Qualcosa mi disse di girarmi, e io mi voltai così in fretta da inciampare e cadere. E mentre cadevo, m’accorsi che la trappola cambiava forma.

Tentai di ripararmi puntando avanti le mani, ma lo feci in modo goffo. Caddi con un tonfo sordo e battei la testa, vedendo le classiche stelle.

Mi sollevai sulle mani e scrollai la testa, tentando di far scomparire le stelle, e intanto la trappola continuava a cambiare.

Le ganasce si erano come ammorbidite e si stavano contraendo in un modo tutto particolare. Le guardai meravigliato senza muovermi, restando lì a terra, con la testa puntellata alle mani per vedere meglio.
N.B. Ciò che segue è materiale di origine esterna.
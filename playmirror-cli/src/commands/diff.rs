//! `playmirror diff` — what a sync of one playlist would change.

use std::path::Path;

use anyhow::{Context, Result};
use clap::Args;
use colored::Colorize;

use playmirror_core::PlaylistId;
use playmirror_sync::{DiffReport, Pipeline};

use super::{load_settings, MirrorArgs, SourceArgs};

/// Arguments for `playmirror diff`.
#[derive(Args, Debug)]
pub struct DiffArgs {
    /// Playlist id to compare.
    pub playlist: String,

    #[command(flatten)]
    pub source: SourceArgs,

    #[command(flatten)]
    pub mirror: MirrorArgs,
}

impl DiffArgs {
    pub fn run(self, config: Option<&Path>) -> Result<()> {
        let settings = load_settings(config)?;
        let source = self.source.client(&settings);
        let store = self.mirror.store(&settings);
        let pipeline = Pipeline::new(&source, &store, settings);

        let playlist = PlaylistId::from(self.playlist.trim());
        let report = pipeline
            .diff(&playlist)
            .with_context(|| format!("diff failed for playlist {playlist}"))?;
        print_report(&report);
        Ok(())
    }
}

fn print_report(report: &DiffReport) {
    println!("{} ({})", report.info.name.bold(), report.info.id);
    if !report.has_bucket {
        println!("{}", "  + playlist row (missing)".green());
    }
    for track in &report.to_add {
        println!(
            "{}",
            format!("  + {} - ID: {}, status: {}", track.name, track.id, track.status()).green()
        );
    }
    for (track, record) in &report.to_update {
        println!(
            "{}",
            format!(
                "  ~ {} - ID: {}, status: {} -> {}",
                track.name,
                track.id,
                record.status,
                track.status()
            )
            .yellow()
        );
    }
    for record in &report.to_retire {
        println!(
            "{}",
            format!(
                "  - {} - ID: {}, status: {}",
                record.name, record.track_id, record.status
            )
            .red()
        );
    }
    println!(
        "{} to add, {} to update, {} unchanged, {} to retire",
        report.to_add.len(),
        report.to_update.len(),
        report.unchanged,
        report.to_retire.len()
    );
}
La trappola diventava sempre più molle, le ganasce si fusero tra loro. Sembrava una massa di stucco che si rimescolasse e cambiasse continuamente forma. Infine si fuse in un tutt’uno e diventò una palla. E mentre si impastava cambiava anche colore; quando infine divenne una palla, era nera come la pece.

L’oggetto rimase immobile un attimo davanti alla porta, quindi cominciò a rotolare lentamente, come se le costasse un grande sforzo.

E si diresse dritta verso di me.

Cercai di evitarla, ma quella aumentò la velocità, e per un momento pensai che mi avrebbe travolto. Aveva le dimensioni di una palla da bowling, forse appena un po’ più grande, né potevo sapere quanto pesasse.

Ma non mi colpì, mi sfiorò soltanto.

Mi voltai per vederla scendere le scale. Era uno spettacolo davvero buffo. Non saltava sugli scalini come una normale palla: compiva salti brevi e veloci, non alti e lenti; come se ubbidisse a una legge che le imponeva di toccare tutti gli scalini, ma alla massima velocità possibile. Percorse tutta la scala, saltando su ogni scalino, e girò così velocemente l’angolo che sembrò lasciarsi dietro una scia di fumo.